I was trying to implement Q-Learning with neural networks. I've got q-learning with a q-table working perfectly fine.
I am playing a little "catch the cheese" game.
It looks something like this:
# # # # # # # #
# . . . . . . #
# . $ . . . . #
# . . . P . . #
# . . . . . . #
# . . . . . . #
# . . . . . . #
# # # # # # # #
The player p is spawning somewhere on the map. If he hits a wall, the reward will be negative. Lets call that negative reward -R for now.
If the player p hits the dollar sign, the reward will be positive. This positive reward will be +R
In both cases, the game will reset and the player will spawn somewhere randomly on the map.
My neural network architecture looks like this:
-> Inputsize: [1, 8, 8]
Flattening: [1, 1, 64] (So I can use Dense layers)
Dense Layer: [1, 1, 4]
-> Outputsize: [1, 1, 4]
For the learning, I am storing some game samples in a buffer. The buffer maximum size is b_max.
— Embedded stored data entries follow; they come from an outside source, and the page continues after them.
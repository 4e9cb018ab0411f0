use std::sync::Arc;
use std::time::Duration;

use criterion::{black_box, criterion_group, criterion_main, BatchSize, Criterion};
use tempfile::TempDir;

use pointwal::{IndexWriter, Point, PointsByKey, Wal, WalConfig};

#[derive(Debug)]
struct NullIndex;

impl IndexWriter for NullIndex {
    fn write_index(&self, _points_by_key: PointsByKey) -> pointwal::Result<()> {
        Ok(())
    }
}

fn bench_config() -> WalConfig {
    WalConfig {
        // Keep the background monitor out of the measurement.
        flush_interval: Duration::from_secs(60 * 60),
        ..Default::default()
    }
}

fn make_batch(points: usize, payload: usize) -> Vec<Point> {
    (0..points)
        .map(|i| {
            Point::new(
                format!("series-{}", i % 8).into_bytes(),
                i as i64,
                vec![0xAB; payload],
            )
        })
        .collect()
}

fn bench_write_points(c: &mut Criterion) {
    struct Fixture {
        _dir: TempDir,
        wal: Wal,
    }

    let batch = make_batch(100, 64);

    c.bench_function("write_10x100_point_batches", |b| {
        b.iter_batched(
            || {
                let dir = TempDir::new().expect("tempdir");
                let wal =
                    Wal::open(dir.path(), bench_config(), Arc::new(NullIndex)).expect("wal open");
                Fixture { _dir: dir, wal }
            },
            |fx| {
                for _ in 0..10 {
                    fx.wal.write_points(black_box(&batch)).unwrap();
                }
            },
            BatchSize::LargeInput,
        )
    });
}

fn bench_recovery(c: &mut Criterion) {
    let dir = TempDir::new().expect("tempdir");
    {
        let wal = Wal::open(dir.path(), bench_config(), Arc::new(NullIndex)).expect("wal open");
        for chunk in make_batch(2000, 64).chunks(100) {
            wal.write_points(chunk).unwrap();
        }
        wal.close().expect("clean close");
    }

    c.bench_function("recover_2000_points", |b| {
        b.iter(|| {
            let wal =
                Wal::open(dir.path(), bench_config(), Arc::new(NullIndex)).expect("wal open");
            black_box(&wal);
            wal.close().expect("clean close");
        })
    });
}

criterion_group!(benches, bench_write_points, bench_recovery);
criterion_main!(benches);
So my training looks like this:
- Pick a random number between 0 and 1
- If the number is greater than the threshold, choose a random action.
- Otherwise pick the action with the highest reward.
- Take that action and observe the reward.
Update my neural network by choosing a batch of game samples from the buffer
5.1 Iterate through the batch and train the network as following:
5.2 For each batch. The input to the network is the game state. (Everywhere 0, except at the players position).
5.3 The output error of the output layer will be 0 everywhere except at the output neuron that is equal to the action that has been taking at that sample.
5.4 Here the expected output will be:
(the reward) + (discount_factor * future_reward) (future_reward = max (neuralNetwork(nextState))
5.5 Do everything from the beginning.
The thing is that it just doesn't seem to work properly. I've an idea on how I could change this so it works but I am not sure if this is "allowed":
Each game decision could be trained until it does exactly what is supposed to do. Then I would go to the next decision and train on that and so on. How is the training usually done?
I would be very happy if someone could help and give me a detailed explanation on how the training works. Especially when it comes to "how many times do run what loop?".
Greetings, Finn
This is a map that shows what decision the neural network would like to do on each field:
# # # # # # # # # #
# 1 3 2 0 2 3 3 3 #
# 1 1 1 1 0 2 2 3 #
# 0 0 $ 1 3 0 1 1 #
# 1 0 1 2 1 0 3 3 #
# 0 1 2 3 1 0 3 0 # //The map is a little bit bigger but still it can be seen that it is wrong
# 2 0 1 3 1 0 3 0 # //0: right, 1 bottom, 2 left, 3 top
# 1 0 1 0 2 3 2 1 #
# 0 3 1 3 1 3 1 0 #
# # # # # # # # # #